Nigeria. This sentiment is echoed by Dr Ibraheem Dooba, a prominent journalist, author and community organiser in Niger State, Central Nigeria. In 2017, he founded DoobaGrow, a registered social business with the purpose of encouraging youth, families and local women’s cooperatives to plant fruit. Participating organisations are given 1,000 seedlings or saplings and are coached online or through face-to-face gatherings.  


“While machines can do our tasks faster, longer and more efficiently, they can’t be humans,” he said. “So, we should delegate to machines what they do better and let us keep the things alive in ourselves which make us human. And, as humans, we grow plants. It is what we do.” 



Eager to learn … Growing plants teaches us to be more patient, respectful and responsible.

Affectionately dubbed “Prof Brainy” by an admiring local media, Dr Dooba is a tireless advocate of community empowerment through increased awareness, skill training and start-up support for small scale gardening projects. His Dooba Foundation goes to schools throughout Central Nigeria to teach children how to plant fruit trees at home and in school gardens. They donate seedlings and show teachers how to integrate tree planting into the entrepreneurship curriculum. 


“We also donate trees to any parent who is interested to help a child plant at their birthdays, so that the child can grow up together with the tree. We want to inculcate “birthday planting” by children so that they plant in sacks on the balcony or in the backyard.”


DoobaGrow assembly on tree planting with students and teachers at Fomwan Secondary School in Minna, Nigeria

“It goes beyond goals of economic opportunity, food security and traditional medicine,” Dr Dooba said. “Planting is one of those things that connect deeply with our psyche and improves wellbeing. There is ample scientific evidence of that. Above all, people here, especially Muslims, want to plant trees so that they earn a reward even after death because both humans and animals will benefit from them as shelter, food and medicine.”  


“With DoobaGrow, we are trying to consolidate what we have, in time for the Fourth Industrial Revolution. Africa has 600 million hectares of farmable land. That’s more than what’s available in all the other continents combined. In my own Niger State alone, we have 76,000 square kilometres and 80% of that is arable. With the right balance of passion, knowledge and technology, Africa can feed the world!”


María Agustina Macías: “Technology empowers us to do more human things”
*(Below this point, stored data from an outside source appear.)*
//! Run configuration
//!
//! Loaded from YAML, then overridden by environment variables (a `.env` file
//! is honored). Every field has a default so an empty file is valid.
//!
//! ```yaml
//! targets_path: config/metas.csv
//! snapshot_path: relatorios/monitoramento.csv
//! history_path: relatorios/historico_status.csv
//! output_dir: relatorios
//! continuation: flat_increment
//! unknown_location_label: N/D
//! columns:
//!   entity_id: OS ID
//!   status: Status OS
//! ```

use std::path::{Path, PathBuf};

use serde::{Deserialize, Serialize};

use crate::calendar::ContinuationPolicy;
use crate::error::{MonitorError, MonitorResult};
use crate::io::csv_sink::HISTORY_FILE;
use crate::pipeline::EngineOptions;
use crate::report::{ReportOptions, DEFAULT_UNKNOWN_LOCATION};

/// Environment variable naming the configuration file
pub const CONFIG_ENV: &str = "OS_MONITOR_CONFIG";

/// Configuration file used when none is named
pub const DEFAULT_CONFIG_PATH: &str = "config/os_monitor.yaml";

const TARGETS_ENV: &str = "OS_MONITOR_TARGETS";
const SNAPSHOT_ENV: &str = "OS_MONITOR_SNAPSHOT";
const HISTORY_ENV: &str = "OS_MONITOR_HISTORY";
const OUTPUT_DIR_ENV: &str = "OS_MONITOR_OUTPUT_DIR";
const CONTINUATION_ENV: &str = "OS_MONITOR_CONTINUATION";

/// Root configuration
#[derive(Debug, Clone, PartialEq, Eq, Serialize, Deserialize)]
#[serde(default)]
pub struct MonitorConfig {
    /// Status → target table (CSV with Status/Meta columns, or YAML map)
    pub targets_path: PathBuf,
    /// Previously consolidated table to resume from
    pub snapshot_path: Option<PathBuf>,
    /// Interval history of the previous run; defaults to the history file
    /// next to the snapshot
    pub history_path: Option<PathBuf>,
    /// Directory the report tables are written to
    pub output_dir: PathBuf,
    pub continuation: ContinuationPolicy,
    /// Ranking group for entities without a location code
    pub unknown_location_label: String,
    /// Column names of the uploaded extracts
    pub columns: ColumnMapping,
}

impl Default for MonitorConfig {
    fn default() -> Self {
        Self {
            targets_path: PathBuf::from("config/metas.csv"),
            snapshot_path: None,
            history_path: None,
            output_dir: PathBuf::from("relatorios"),
            continuation: ContinuationPolicy::default(),
            unknown_location_label: DEFAULT_UNKNOWN_LOCATION.to_string(),
            columns: ColumnMapping::default(),
        }
    }
}

/// Header names of the extract columns
#[derive(Debug, Clone, PartialEq, Eq, Serialize, Deserialize)]
#[serde(default)]
pub struct ColumnMapping {
    pub entity_id: String,
    pub status: String,
    pub location: String,
    pub tat: String,
    pub model: String,
    pub serial: String,
    pub part_delivery: String,
}

impl Default for ColumnMapping {
    fn default() -> Self {
        Self {
            entity_id: "OS ID".to_string(),
            status: "Status OS".to_string(),
            location: "Cod Autorizada".to_string(),
            tat: "TAT".to_string(),
            model: "Modelo".to_string(),
            serial: "Número de Série".to_string(),
            part_delivery: "Entrega da Peça".to_string(),
        }
    }
}

impl MonitorConfig {
    /// Load configuration from a YAML file
    pub fn from_file(path: &Path) -> MonitorResult<Self> {
        let content =
            std::fs::read_to_string(path).map_err(|source| MonitorError::io(path, source))?;
        Self::from_yaml(&content)
    }

    /// Load configuration from a YAML string
    pub fn from_yaml(content: &str) -> MonitorResult<Self> {
        if content.trim().is_empty() {
            return Ok(Self::default());
        }
        Ok(serde_yaml::from_str(content)?)
    }

    /// Resolve the configuration for a run.
    ///
    /// File selection: `explicit`, then `$OS_MONITOR_CONFIG`, then
    /// [`DEFAULT_CONFIG_PATH`] if it exists, else built-in defaults.
    /// Environment overrides are applied last.
    pub fn load(explicit: Option<&Path>) -> MonitorResult<Self> {
        dotenvy::dotenv().ok();

        let named = explicit
            .map(Path::to_path_buf)
            .or_else(|| std::env::var(CONFIG_ENV).ok().map(PathBuf::from));

        let mut config = match named {
            Some(path) => {
                tracing::info!(path = %path.display(), "Loading configuration");
                Self::from_file(&path)?
            }
            None if Path::new(DEFAULT_CONFIG_PATH).exists() => {
                tracing::info!(path = DEFAULT_CONFIG_PATH, "Loading configuration");
                Self::from_file(Path::new(DEFAULT_CONFIG_PATH))?
            }
            None => {
                tracing::debug!("No configuration file, using defaults");
                Self::default()
            }
        };

        config.apply_overrides(|key| std::env::var(key).ok())?;
        Ok(config)
    }

    /// Apply `OS_MONITOR_*` overrides from `lookup`
    pub fn apply_overrides<F>(&mut self, lookup: F) -> MonitorResult<()>
    where
        F: Fn(&str) -> Option<String>,
    {
        if let Some(path) = lookup(TARGETS_ENV) {
            self.targets_path = PathBuf::from(path);
        }
        if let Some(path) = lookup(SNAPSHOT_ENV) {
            self.snapshot_path = Some(PathBuf::from(path)).filter(|p| !p.as_os_str().is_empty());
        }
        if let Some(path) = lookup(HISTORY_ENV) {
            self.history_path = Some(PathBuf::from(path)).filter(|p| !p.as_os_str().is_empty());
        }
        if let Some(path) = lookup(OUTPUT_DIR_ENV) {
            self.output_dir = PathBuf::from(path);
        }
        if let Some(policy) = lookup(CONTINUATION_ENV) {
            self.continuation = policy.parse().map_err(MonitorError::config)?;
        }
        Ok(())
    }

    /// History file to resume from, only when resuming from a snapshot
    pub fn history_source(&self) -> Option<PathBuf> {
        let snapshot = self.snapshot_path.as_ref()?;
        Some(self.history_path.clone().unwrap_or_else(|| {
            snapshot
                .parent()
                .unwrap_or_else(|| Path::new(""))
                .join(HISTORY_FILE)
        }))
    }

    /// Engine options derived from this configuration
    pub fn engine_options(&self) -> EngineOptions {
        EngineOptions {
            continuation: self.continuation,
            report: ReportOptions {
                unknown_location_label: self.unknown_location_label.clone(),
            },
        }
    }
}

#[cfg(test)]
mod tests {
    use super::*;
    use std::collections::HashMap;

    #[test]
    fn test_empty_yaml_gives_defaults() {
        let config = MonitorConfig::from_yaml("").unwrap();
        assert_eq!(config, MonitorConfig::default());
        assert_eq!(config.columns.entity_id, "OS ID");
    }

    #[test]
    fn test_partial_yaml_keeps_other_defaults() {
        let yaml = r#"
continuation: elapsed_business_days
snapshot_path: relatorios/monitoramento.csv
columns:
  status: Situacao
"#;
        let config = MonitorConfig::from_yaml(yaml).unwrap();

        assert_eq!(config.continuation, ContinuationPolicy::ElapsedBusinessDays);
        assert_eq!(
            config.snapshot_path,
            Some(PathBuf::from("relatorios/monitoramento.csv"))
        );
        assert_eq!(config.columns.status, "Situacao");
        assert_eq!(config.columns.entity_id, "OS ID");
        assert_eq!(config.unknown_location_label, DEFAULT_UNKNOWN_LOCATION);
    }

    #[test]
    fn test_invalid_yaml_is_an_error() {
        let err = MonitorConfig::from_yaml("continuation: weekly").unwrap_err();
        assert!(matches!(err, MonitorError::Yaml(_)));
    }

    #[test]
    fn test_env_overrides() {
        let env: HashMap<&str, &str> = HashMap::from([
            ("OS_MONITOR_TARGETS", "metas.yaml"),
            ("OS_MONITOR_CONTINUATION", "elapsed"),
            ("OS_MONITOR_SNAPSHOT", ""),
        ]);
        let mut config = MonitorConfig {
            snapshot_path: Some(PathBuf::from("old.csv")),
            ..Default::default()
        };

        config
            .apply_overrides(|key| env.get(key).map(|v| v.to_string()))
            .unwrap();

        assert_eq!(config.targets_path, PathBuf::from("metas.yaml"));
        assert_eq!(config.continuation, ContinuationPolicy::ElapsedBusinessDays);
        assert_eq!(config.snapshot_path, None);
    }

    #[test]
    fn test_history_source_follows_snapshot() {
        let mut config = MonitorConfig::default();
        assert_eq!(config.history_source(), None);

        config.snapshot_path = Some(PathBuf::from("relatorios/monitoramento.csv"));
        assert_eq!(
            config.history_source(),
            Some(PathBuf::from("relatorios/historico_status.csv"))
        );

        config
            .apply_overrides(|key| {
                (key == "OS_MONITOR_HISTORY").then(|| "arquivo/h.csv".to_string())
            })
            .unwrap();
        assert_eq!(config.history_source(), Some(PathBuf::from("arquivo/h.csv")));
    }

    #[test]
    fn test_bad_policy_override_is_config_error() {
        let mut config = MonitorConfig::default();
        let err = config
            .apply_overrides(|key| (key == "OS_MONITOR_CONTINUATION").then(|| "daily".to_string()))
            .unwrap_err();
        assert!(matches!(err, MonitorError::Config { .. }));
    }
}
Technology as Empowerment in IR4.0

Technology development to assist the new cohort of balcony farmers is on the fast track. There are apps available in the Play Store that recognise plant species from uploaded photos, and provide all the details you would ever want to know. There’s a company – Babylon Vertical Farms in Selangor Malaysia – that designs and rents shelving for indoor urban vertical farming, capable of rendering 15 sq ft of balcony space equivalent to 2,000 sq ft of farmland, replete with sensors for IoT monitoring of growing conditions and harvest times. Many of the pre- and pro-biotic plant stimulant products used by home growers to treat flowerpot soil are made using nanotechnology. 


“Sure, the agro-tech that’s hitting marketplaces now is very, very cool,” said Agustina Macías. “And so is the way it has been made scalable for household or urban use. But for me, that’s not what’s driving this new trend.” 


“Instead, it’s the time-saving digital age innovations that make life easier. Those are the ones propelling our home-farming success. It’s improved ICT and better connectivity, new applications for remote shopping, IoT-enabled home appliances, and fintech solutions like the ones we are working hard to perfect in Argentina.”  


“In a way, it feels like non-human gadgets and networks are empowering us with the time and the knowledge we need to do things that really make us more human – things like falling in love with the idea of growing our own food. I think that’s kind of beautiful, don’t you?”




Dr Alan Downe is a research fellow with the Digital Cities Research Institute at Malaysia’s Multimedia University (MMU) in Cyberjaya and a 4th Leap senior contributor. He specialises in strategy and operations in service industry firms, with deep knowledge in talent management, outsourcing, technology adoption and more.